Activation of microglia in primary lesion sites has been reported in many brain diseases. Less understood
remains the relevance of microglia in denervated brain regions, which loose part of their input without being
directly affected by the disease. It is clear, however, that the structural and functional reorganisation of denervated networks contributes to the clinical symptoms of brain diseases. In work leading to this proposal,
we were able to demonstrate that microglia are activated in denervated (but otherwise healthy) brain regions
and that denervated neurons respond to the loss of input with a compensatory increase in excitatory synaptic
strength. This homeostatic property of neurons is fundamental for the functioning of neuronal networks and
has been suggested as a target for therapeutic intervention. We here propose to study the role of microglia in
mediating homeostatic synaptic plasticity. To address this question, we will exploit the well-described connectivity and laminated cytoarchitecture of the hippocampus, which allows for the input-/lamina-specific denervation of CA1 pyramidal neurons in entorhinal-hippocampal tissue cultures.

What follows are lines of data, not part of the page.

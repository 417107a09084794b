//! Error types for bandnorm

use thiserror::Error;

/// Result type alias using bandnorm's Error
pub type Result<T> = std::result::Result<T, Error>;

/// Caller contract violations detected before any entry of the band
/// buffer is read.
#[derive(Error, Debug, Clone, PartialEq, Eq)]
pub enum Error {
    /// Unrecognised norm selector
    #[error("invalid norm kind {0:?}")]
    InvalidNorm(String),

    /// Negative matrix order or diagonal count
    #[error("{name} must not be negative, got {value}")]
    NegativeDimension {
        /// Name of the parameter (`n`, `kl` or `ku`)
        name: &'static str,
        /// The value supplied
        value: i64,
    },

    /// Leading dimension smaller than the band width
    #[error("ldab {ldab} is smaller than kl + 1 + ku = {ncol}")]
    BadStride {
        /// Stride supplied
        ldab: i64,
        /// Required minimum
        ncol: usize,
    },

    /// Band buffer does not hold every stored row
    #[error("band buffer too short: need {need} entries, got {got}")]
    ShortBuffer {
        /// Required length
        need: usize,
        /// Actual length
        got: usize,
    },

    /// Workspace shorter than the matrix order
    #[error("workspace too short: need {need} entries, got {got}")]
    ShortWork {
        /// Required length
        need: usize,
        /// Actual length
        got: usize,
    },

    /// Position lies outside the band
    #[error("entry ({row}, {col}) lies outside the band")]
    OutOfBand {
        /// Row index
        row: usize,
        /// Column index
        col: usize,
    },

    /// Dense input is not square
    #[error("matrix must be square, got {rows}x{cols}")]
    NotSquare {
        /// Number of rows
        rows: usize,
        /// Number of columns
        cols: usize,
    },
}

This way, we will (i) investigate input-/lamina-specific responses and the dynamics of microglia-neuron interactions under control conditions and following denervation, (ii) study the role of microglial regulatory signals that mediate local homeostatic synaptic responses (i.e.,IL-1, TNFα, IL-6), and (iii) we will test whether non-invasive modulation of neuronal activity (under control conditions and after the partial loss of input), in turn, influences microglia activity and function. In collaboration with our NeuroMac partners our experiments will provide new important information on the role of microglia in mediating synaptic homeostasis, which is of considerable relevance in the context of brain diseases associated with neuronal cell death and subsequent disconnection.